I vote for inclusion in Boost. However what do we do now that
we have two array.hpp's? Is Dietmar's to be renamed?

Below are my comments. Some points have already been noted by
others but I repeat them to show that I agree with them.

Design

- I think the design is sound and that it adheres as closely
  to the sequence requirements as is possible given the constraints.

- The ability to support aggregate initialisation is very important
  and should certainly be preserved. I do not believe that the
  indeterminate nature of arrays of built-in types is a concern since
  they can easily be all default initialised with an empty
  initialiser list.

- I would like to see some support for assignment. Maybe some or
  all of the following additional members:

     template <class U> array &operator=(const array<U,N> &a);
     template <class U> void assign(const array<U,N> &a);
     template <class II> void assign(II first, II last);
     void assign(const T &u, size_type n = N);

- I agree that size(), empty() and max_size() should be static.

- I think rangecheck should be private. Note that this does not
  prevent it being an aggregate - the aggregate restriction is no
  private or protected non-static data members.
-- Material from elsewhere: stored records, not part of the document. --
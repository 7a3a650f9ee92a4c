//! # jrl-terminal
//!
//! A scripted "secure terminal" for the Jalandhar Regional Laboratory. The
//! operator logs in, picks numbered menu options, and watches each scene
//! type itself out a character at a time. Some scenes leave entries in an
//! audit log or save a classified report to disk.
//!
//! ## Quick Start
//!
//! ```rust
//! use jrl_terminal::{MemoryExporter, Mode, Screen, Session, TerminalConfig};
//!
//! # #[tokio::main(flavor = "current_thread")]
//! # async fn main() -> Result<(), jrl_terminal::TerminalError> {
//! let config = TerminalConfig::default().fast();
//! let mut session = Session::with_config(Screen::new(), Box::new(MemoryExporter::new()), &config);
//!
//! session.boot().await?;
//! assert_eq!(session.mode(), Mode::Menu);
//!
//! session.submit("3").await?;
//! assert!(session.surface().contents().contains("Total Memory: 65536MB"));
//! assert_eq!(session.mode(), Mode::Pause);
//! # Ok(())
//! # }
//! ```

pub mod cli;
pub mod config;
pub mod display;
pub mod error;
pub mod export;
pub mod runtime;
pub mod scenes;
pub mod session;
pub mod types;

pub use config::TerminalConfig;
pub use display::{DisplayDriver, Screen, Surface};
pub use error::TerminalError;
pub use export::{DirectoryExporter, Exporter, MemoryExporter};
pub use runtime::play;
pub use session::{Dispatch, Session, Transition, dispatch};
pub use types::{AuditLog, AuditRecord, Event, Finish, Mode, Prompt, SceneId, Script, Step};
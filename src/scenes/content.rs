//! Fixed text shown by the terminal

/// Banner written at once when the login scene starts
pub const LOGIN_BANNER: &[&str] = &[
    "                                   =================================",
    "                                    J A L A N D H A R   L A B O R A T O R Y",
    "                                       SECURE TERMINAL ACCESS",
    "                                   =================================",
    "",
    "                                      Attempting secure handshake...",
];

pub const MENU_SCREEN: &[&str] = &[
    "",
    "",
    "                                   =================================",
    "                                      J.R.L. MAIN SYSTEM MENU",
    "                                   =================================",
    "",
    "                                   [1] - View Surveillance Logs (Sector 11)",
    "                                   [2] - Initiate Demogorgon Tracker",
    "                                   [3] - Run System Diagnostics",
    "                                   [4] - Initiate Data Packet Transfer (Sector 001)",
    "                                   [5] - Check External Communication Matrix",
    "                                   [6] - View Current Sensor Readings (Anomaly Proximity)",
    "                                   [7] - EXIT TERMINAL",
    "",
];

pub const INVALID_SELECTION: &str = "Invalid selection. Please use 1-7.";

/// Static portion of the surveillance log; audit records are appended after it
pub const SECTOR_11_LOG: &str = "\
JALANDHAR REGIONAL LABORATORY - SECTOR 11 LOG
Date: 1983-11-07 (TUESDAY)
--------------------------------------------------------------------------------
[08:00] ROUTINE: Systems check 100% nominal.
[12:30] REPORT: Localized power fluctuation noted (0.3 seconds). Source undetermined.
[14:15] ANOMALY: Subject 011 recorded unusual distress. Spontaneous mild E.M.I. detected.
[21:05] WARNING: Personnel ID: 749-B (Security Guard J. Scott) failed to report for shift change.
[21:15] ALERT: Gate 03 access panel shows signs of forced entry. Trace amounts of unknown biological substance found.
--------------------------------------------------------------------------------

";

pub const REPORT_FILE_NAME: &str = "JRL_Classified_Report_404B.txt";

pub const CLASSIFIED_REPORT: &str = "CLASSIFIED JRL REPORT 404-B: Unexplained energy fluctuations continue near the old Sector 11 facility. Auditory artifacts were recorded, matching previously documented 'guttural' sounds. Recommend isolating and analyzing all data points related to subject 'Eleven' and the 1983 incident. Do not share this information with external agencies. END OF REPORT.";

pub mod audit {
    pub const ACCESS_GRANTED: &str = "Terminal Access Granted by User";
    pub const VIEWED_SURVEILLANCE: &str = "User viewed Surveillance Logs (Sector 11)";
    pub const DATA_TRANSFER: &str = "User initiated classified data transfer (Sector 001)";
    pub const COMM_MATRIX: &str = "User accessed External Communication Matrix";
    pub const SENSOR_READINGS: &str = "User accessed Anomaly Proximity Sensor Readings";
}

#[cfg(test)]
mod tests {
    use super::*;

    #[test]
    fn sector_log_ends_with_blank_line() {
        assert!(SECTOR_11_LOG.starts_with("JALANDHAR REGIONAL LABORATORY - SECTOR 11 LOG\n"));
        assert!(SECTOR_11_LOG.ends_with("-\n\n"));
    }

    #[test]
    fn menu_lists_seven_options() {
        let options = MENU_SCREEN
            .iter()
            .filter(|line| line.trim_start().starts_with('['))
            .count();
        assert_eq!(options, 7);
    }
}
- rangecheck should definitely be a const function.

- I agree that an enum for N should be provided, and that
  static_size is probably the best name yet.

- I'm not sure if swap should be provided. Using std::swap,
  which would use the compiler generated assignment operator,
  could well be faster in certain circumstances (but at the
  expense of possibly a large amount of stack space). A quick
  test swapping two arrays of 1000 integers showed
  std::swap(a1,a2) took only 60% of the time taken by a1.swap(a2).
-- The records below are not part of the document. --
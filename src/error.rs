//! Error types for the terminal
//!
//! Nothing the operator types is an error; bad menu tokens are a normal
//! branch of the state machine. These variants cover the ambient failures:
//! writing to the real terminal, reading config, saving the report file.

use std::path::PathBuf;
use thiserror::Error;

/// Errors surfaced by the library API
#[derive(Debug, Error)]
pub enum TerminalError {
    #[error("I/O error: {0}")]
    Io(#[from] std::io::Error),

    #[error("invalid config '{path}': {reason}")]
    Config { path: PathBuf, reason: String },

    #[error("failed to export '{path}': {source}")]
    Export {
        path: PathBuf,
        #[source]
        source: std::io::Error,
    },

    #[error("unknown scene '{0}'")]
    UnknownScene(String),

    #[error("serialization error: {0}")]
    Serialization(#[from] serde_json::Error),
}

impl TerminalError {
    pub fn config(path: impl Into<PathBuf>, reason: impl Into<String>) -> Self {
        Self::Config {
            path: path.into(),
            reason: reason.into(),
        }
    }

    pub fn export(path: impl Into<PathBuf>, source: std::io::Error) -> Self {
        Self::Export {
            path: path.into(),
            source,
        }
    }
}
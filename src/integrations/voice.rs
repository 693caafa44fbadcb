//! Voice alert client: synthesized warnings for high-risk anomalies.

use anyhow::Result;
use async_trait::async_trait;
use chrono::Utc;
use serde::{Deserialize, Serialize};
use tokio::sync::RwLock;
use tracing::{info, warn};

use crate::config::{AppConfig, VendorConfig};

use super::{Integration, IntegrationHealth, Mode};

#[derive(Debug, Clone, Serialize, Deserialize)]
pub struct Alert {
    pub id: String,
    pub message: String,
    pub severity: String,
    pub opportunity_id: Option<String>,
    pub status: String,
    pub timestamp: chrono::DateTime<Utc>,
}

#[derive(Debug, Clone, Serialize, Deserialize)]
pub struct SynthesizedWarning {
    pub text: String,
    pub voice: String,
    pub duration_seconds: f64,
    pub audio_url: String,
    pub status: String,
}

pub struct VoiceClient {
    api_key_env: String,
    alerts: RwLock<Vec<Alert>>,
}

impl VoiceClient {
    pub fn new(config: &VendorConfig) -> Self {
        Self {
            api_key_env: config.api_key_env.clone(),
            alerts: RwLock::new(Vec::new()),
        }
    }

    /// Dispatch a voice emergency alert.
    pub async fn send_alert(
        &self,
        message: &str,
        severity: &str,
        opportunity_id: Option<String>,
    ) -> Alert {
        let mut alerts = self.alerts.write().await;
        let alert = Alert {
            id: format!("alert-{}", alerts.len() + 1),
            message: message.to_string(),
            severity: severity.to_string(),
            opportunity_id,
            status: "sent".to_string(),
            timestamp: Utc::now(),
        };
        alerts.push(alert.clone());
        warn!(severity = %severity, "VOICE ALERT: {message}");
        alert
    }

    /// Synthesize a spoken warning message.
    pub async fn synthesize_warning(&self, text: &str, voice: &str) -> SynthesizedWarning {
        SynthesizedWarning {
            text: text.to_string(),
            voice: voice.to_string(),
            duration_seconds: text.len() as f64 * 0.06,
            audio_url: "mock://voice/audio/warning.wav".to_string(),
            status: "synthesized".to_string(),
        }
    }

    /// All alerts sent so far, oldest first.
    pub async fn get_alert_history(&self) -> Vec<Alert> {
        self.alerts.read().await.clone()
    }
}

#[async_trait]
impl Integration for VoiceClient {
    fn name(&self) -> &'static str {
        "voice"
    }

    async fn initialize(&self) -> Result<()> {
        info!("Voice alerts initialized");
        Ok(())
    }

    async fn health(&self) -> IntegrationHealth {
        let mode = if AppConfig::resolve_secret(&self.api_key_env).is_some() {
            Mode::Live
        } else {
            Mode::Mock
        };
        let sent = self.alerts.read().await.len();
        IntegrationHealth::with_detail(mode, format!("{sent} alerts sent"))
    }
}
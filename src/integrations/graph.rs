//! Knowledge graph client: events, correlations, and trade outcomes.
//!
//! In-memory graph simulation with a seeded historical baseline. A live
//! bolt connection would replace the in-memory store, keyed on the
//! configured password.

use anyhow::Result;
use async_trait::async_trait;
use chrono::Utc;
use serde::{Deserialize, Serialize};
use tokio::sync::RwLock;
use tracing::info;

use crate::config::{AppConfig, GraphConfig};

use super::{Integration, IntegrationHealth, Mode};

// Baseline counts representing pre-existing graph history.
const BASELINE_NODES: usize = 156;
const BASELINE_EVENT_NODES: usize = 89;
const BASELINE_TRADE_NODES: usize = 67;
const BASELINE_RELATIONSHIPS: usize = 234;

#[derive(Debug, Clone, Serialize, Deserialize)]
pub struct GraphEvent {
    pub id: String,
    pub event_type: String,
    pub data: serde_json::Value,
    pub created_at: chrono::DateTime<Utc>,
}

#[derive(Debug, Clone, Serialize, Deserialize)]
pub struct Correlation {
    pub event: String,
    pub correlation: f64,
    pub impact: String,
    pub occurrences: u32,
}

#[derive(Debug, Clone, Serialize, Deserialize)]
pub struct GraphStats {
    pub total_nodes: usize,
    pub event_nodes: usize,
    pub trade_nodes: usize,
    pub relationships: usize,
}

pub struct GraphClient {
    password_env: String,
    events: RwLock<Vec<GraphEvent>>,
}

impl GraphClient {
    pub fn new(config: &GraphConfig) -> Self {
        Self {
            password_env: config.password_env.clone(),
            events: RwLock::new(Vec::new()),
        }
    }

    /// Store a market event or trade node. Returns the node id.
    pub async fn store_event(&self, event_type: &str, data: serde_json::Value) -> String {
        let mut events = self.events.write().await;
        let id = format!("event-{}", events.len());
        events.push(GraphEvent {
            id: id.clone(),
            event_type: event_type.to_string(),
            data,
            created_at: Utc::now(),
        });
        id
    }

    /// Historical correlations between events and market movements.
    pub async fn find_correlations(&self, _event_type: &str, symbol: &str) -> Vec<Correlation> {
        let subject = if symbol.is_empty() { "crypto" } else { symbol };
        vec![
            Correlation {
                event: "fed_rate_decision".to_string(),
                correlation: 0.82,
                impact: "BTC +3.2% avg within 48h of dovish signal".to_string(),
                occurrences: 12,
            },
            Correlation {
                event: "cpi_release".to_string(),
                correlation: 0.67,
                impact: format!("{subject} volatility +40% on release day"),
                occurrences: 8,
            },
            Correlation {
                event: "earnings_surprise".to_string(),
                correlation: 0.74,
                impact: "Sector rotation detected in 6/8 recent events".to_string(),
                occurrences: 8,
            },
        ]
    }

    /// Write a trade's outcome back for future learning.
    pub async fn update_trade_outcome(&self, trade_id: &str, pnl: f64, success: bool) {
        let id = self
            .store_event(
                "trade_outcome",
                serde_json::json!({
                    "trade_id": trade_id,
                    "pnl": pnl,
                    "success": success,
                }),
            )
            .await;
        info!(node = %id, pnl = %pnl, "Trade outcome stored in graph");
    }

    pub async fn get_stats(&self) -> GraphStats {
        let stored = self.events.read().await.len();
        GraphStats {
            total_nodes: stored + BASELINE_NODES,
            event_nodes: BASELINE_EVENT_NODES,
            trade_nodes: BASELINE_TRADE_NODES,
            relationships: BASELINE_RELATIONSHIPS,
        }
    }
}

#[async_trait]
impl Integration for GraphClient {
    fn name(&self) -> &'static str {
        "graph"
    }

    async fn initialize(&self) -> Result<()> {
        info!("Knowledge graph initialized");
        Ok(())
    }

    async fn health(&self) -> IntegrationHealth {
        let mode = if AppConfig::resolve_secret(&self.password_env).is_some() {
            Mode::Live
        } else {
            Mode::Mock
        };
        let nodes = self.events.read().await.len();
        IntegrationHealth::with_detail(mode, format!("{nodes} nodes"))
    }
}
- I don't think the arguments to the global swap are supposed to be
  const!

Implementation

- The size_t/ptrdiff_t hack should be removed in favour of
  including boost/config.hpp.

- empty() should just return false. N can never be zero.

- swap (if it is to be provided) should use std::swap_ranges.

- operator== should use std::equal.

- operator< should use std::lexicographical_compare.

- rangecheck should provide a more helpful message in the exception.

Documentation

- I'd prefer the documentation to be Boost-ified.

- "This results in some overhead in case only arrays with static size
  are needed." Perhaps this should be "This results in some overhead in
  situations where arrays with static size are all that is needed."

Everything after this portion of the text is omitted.